Annuii soltanto, troppo presa com’ero dalle sue labbra, mentre con una mano giocai con i suoi capelli che per un attimo, un solo fottutissimo attimo, mi parvero troppo corti, ordinati e chiari.
Lui sorrise, riavvicinando ancora la mia bocca alla sua.
“Sei una donna da sposare, insomma.”, scherzò mentre mi avvicinava al letto, fino a quando non finii per sbatterci le ginocchia.
Il bacio non era più semplicemente di ringraziamento. Percepivo il desiderio, l’eccitazione, la passione ed in casa non c’era nessuno.
Merda.
Si staccò per un attimo dalle mie labbra, fissandomi negli occhi.
I suoi erano particolarmente languidi e pieni di lussuria.
Mi sorrise con fare rassicurante, poi poggiò le sue mani sulle mie spalle, invitandomi a stendere.
In un attimo la mia schiena fu a contatto con il copriletto, mentre Massi era sopra di me, intendo a lasciarmi una scia di baci che andava dalle labbra alla clavicola, per poi continuare seguendo lo scollo a v della mia camicetta.
Merda.
Poco dopo tornò sulle mie labbra, per baciarmi, con una mano mi accarezzò la guancia con movimenti lenti e circolari, mentre l’altra era sul mio fianco, mentre cercava di farsi spazio tra la mia pelle e la stoffa.
Fremetti per quel contatto.
Ero pronta? Ero pronta a fare sesso con Massimiliano?
Sì, mi imposi di rispondere a quella tacita domanda che attanagliava la mia testa.
E allora perché continuavo a chiedermelo piuttosto che farlo? Perché avevo usato la parola sesso e non amore?
Dovevo trovare un modo per temporeggiare, altrimenti di quel passo avrei finito per bloccarlo.
Mi serviva solo un po’ di tempo per assimilare cosa stava succedendo.
Io volevo, ma…
Se davvero volevo non sarebbero dovuti esserci ma.
Maledissi all’istante quella stupida vocina che continuava a sottolineare ogni mio più piccolo passo falso.
“Forse potrei venire più spesso se questa è la ricompensa per aver buttato tutta quella carta straccia.”, sussurrai ansante sulle sue labbra, distraendolo per qualche secondo.
Mi resi conto, soltanto dopo ovviamente, che le mie parole non avevano fatto altro che aggravare la situazione.
Lui mi sorrise e tornò a baciarmi ancora con più foga, mente con una mano sbottonava l’ultimo bottone della mia camicia.
Doppio merda.
Poi si svolse tutto in un attimo.
Lui si scostò di qualche centimetro, inchiodando le mani sul letto per reggersi senza pesare su di me, e mi fissò dritto negli occhi.
Deglutì, il suo pomo d’Adamo andò su e poi giù, e aggrottò la fronte.
“Di quale carta straccia stai parlando?”, mi chiese con un filo di voce, quasi temesse la risposta.

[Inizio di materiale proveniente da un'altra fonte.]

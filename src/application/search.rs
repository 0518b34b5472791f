use crate::application::envelope::RagResult;
use crate::domain::entities::document::SearchHit;
use crate::domain::error::DomainError;
use crate::domain::ports::generation_port::{ChatMessage, GenerationProvider, GenerationRequest};
use crate::domain::ports::vector_store::VectorStore;
use std::fmt::Write;
use std::sync::Arc;
use tracing::{debug, warn};

/// Sampling parameters sent with every answer request.
#[derive(Debug, Clone, Copy, PartialEq)]
pub struct GenerationSettings {
    pub temperature: f32,
    pub max_tokens: u32,
}

impl Default for GenerationSettings {
    fn default() -> Self {
        Self { temperature: 0.7, max_tokens: 500 }
    }
}

pub struct SearchUseCase {
    generator: Option<Arc<dyn GenerationProvider>>,
    settings: GenerationSettings,
}

impl SearchUseCase {
    pub fn new(generator: Option<Arc<dyn GenerationProvider>>, settings: GenerationSettings) -> Self {
        Self { generator, settings }
    }

    /// Retrieves the best `top_k` matches and, when asked, an answer grounded in them.
    ///
    /// Embedding and generation failures are reported in the returned
    /// `RagResult`. Any other error, such as a corrupt index, is returned as `Err`.
    pub async fn execute(
        &self,
        store: &dyn VectorStore,
        query: &str,
        top_k: usize,
        generate_answer: bool,
    ) -> Result<RagResult, DomainError> {
        let results = match store.search(query, top_k).await {
            Ok(results) => results,
            Err(e) if e.is_capability_failure() => {
                warn!(error = %e, "retrieval failed");
                return Ok(RagResult::failure(e.to_string()));
            }
            Err(e) => return Err(e),
        };

        if results.is_empty() {
            return Ok(RagResult::no_documents());
        }

        let answer = if generate_answer {
            let Some(generator) = &self.generator else {
                return Ok(RagResult::failure(
                    "Answer generation requested but no generation provider is configured",
                ));
            };
            let request = build_request(query, &results, self.settings);
            match generator.generate(&request).await {
                Ok(answer) => Some(answer),
                Err(e) if e.is_capability_failure() => {
                    warn!(provider = generator.name(), error = %e, "answer generation failed");
                    return Ok(RagResult::failure(e.to_string()));
                }
                Err(e) => return Err(e),
            }
        } else {
            None
        };

        debug!(hits = results.len(), answered = answer.is_some(), "rag search complete");
        Ok(RagResult::found(results, answer, store.stats().await))
    }
}

/// Ranked hits rendered as numbered source excerpts.
pub fn build_context(results: &[SearchHit]) -> String {
    let mut context = String::new();
    for (i, hit) in results.iter().enumerate() {
        if i > 0 {
            context.push_str("\n\n");
        }
        let _ = write!(context, "[Source {}] (relevance {:.3})\n{}", i + 1, hit.score, hit.content);
    }
    context
}

pub fn build_request(query: &str, results: &[SearchHit], settings: GenerationSettings) -> GenerationRequest {
    let system = format!(
        "You are a helpful assistant. Answer the user's question using only the context below. \
         If the context does not contain the answer, say that you don't know.\n\n\
         Context:\n{}",
        build_context(results)
    );
    GenerationRequest {
        messages: vec![ChatMessage::system(system), ChatMessage::user(query)],
        temperature: Some(settings.temperature),
        max_tokens: Some(settings.max_tokens),
    }
}

#[cfg(test)]
mod tests {
    use super::*;
    use crate::domain::entities::document::Metadata;
    use crate::domain::ports::generation_port::Role;

    fn hit(content: &str, score: f64) -> SearchHit {
        SearchHit {
            id: content.to_string(),
            content: content.to_string(),
            score,
            metadata: Metadata::new(),
        }
    }

    #[test]
    fn test_context_keeps_rank_order() {
        let context = build_context(&[hit("first", 0.9), hit("second", 0.5)]);
        assert_eq!(context, "[Source 1] (relevance 0.900)\nfirst\n\n[Source 2] (relevance 0.500)\nsecond");
    }

    #[test]
    fn test_request_layout() {
        let request = build_request("what?", &[hit("fact", 1.0)], GenerationSettings::default());
        assert_eq!(request.messages.len(), 2);
        assert_eq!(request.messages[0].role, Role::System);
        assert!(request.messages[0].content.contains("[Source 1]"));
        assert!(request.messages[0].content.contains("fact"));
        assert_eq!(request.messages[1].role, Role::User);
        assert_eq!(request.messages[1].content, "what?");
        assert_eq!(request.temperature, Some(0.7));
        assert_eq!(request.max_tokens, Some(500));
    }
}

Gli sorrisi, mentre con le dita gli tracciai i contorni delle labbra.
Certo, in quel modo non ero assolutamente d’aiuto.
“Quei fogli scarabocchiati che tenevi sulla scrivania.”, mormorai.
Massi scattò giù dal letto con un gesto repentino, avvicinandosi alla pila di fogli che avevo ordinato sul legno del tavolo.
Iniziò a sfogliarli con fare frenetico, isterico, arrabbiato.
“Dove cazzo sono?”, chiese più a lui che a me, mentre ancora continuava quella estenuante ricerca.
Non avevo combinato un casino, vero?
“Cosa stai cercando?”, gli chiesi mettendomi seduta sul letto.
“Dove li hai buttati i fogli che erano qui?”, tuonò adirato, fulminandomi con lo sguardo.
“Sono tutti lì.”, risposi scrollando le spalle.
“No, cazzo!”, sbottò lui portandosi le mani dietro la nuca, come esasperato.
“Gli scarabocchi, quelli che credevi fossero scarabocchi, dove sono?”, mi domandò allora.
Cazzo.
Mi mordicchiai il labbro, avendo intuito che forse non era carta straccia quella che avevo distrutto.
“Li ho passati nel trita carte.”, confessai in un sussurro abbassando la testa.
Lui sospirò, poi si passo una mano sul viso.
“Erano gli appunti delle ultime tre lezioni che avrei dovuto copiare oggi. Quelli che mi servivano per l’esame che ho tra dieci giorni.”, disse cercando di rimanere atono.
Mi alzai, avvicinandomi a lui.
“Mi dispiace.”, mormorai affranta cercando la sua mano.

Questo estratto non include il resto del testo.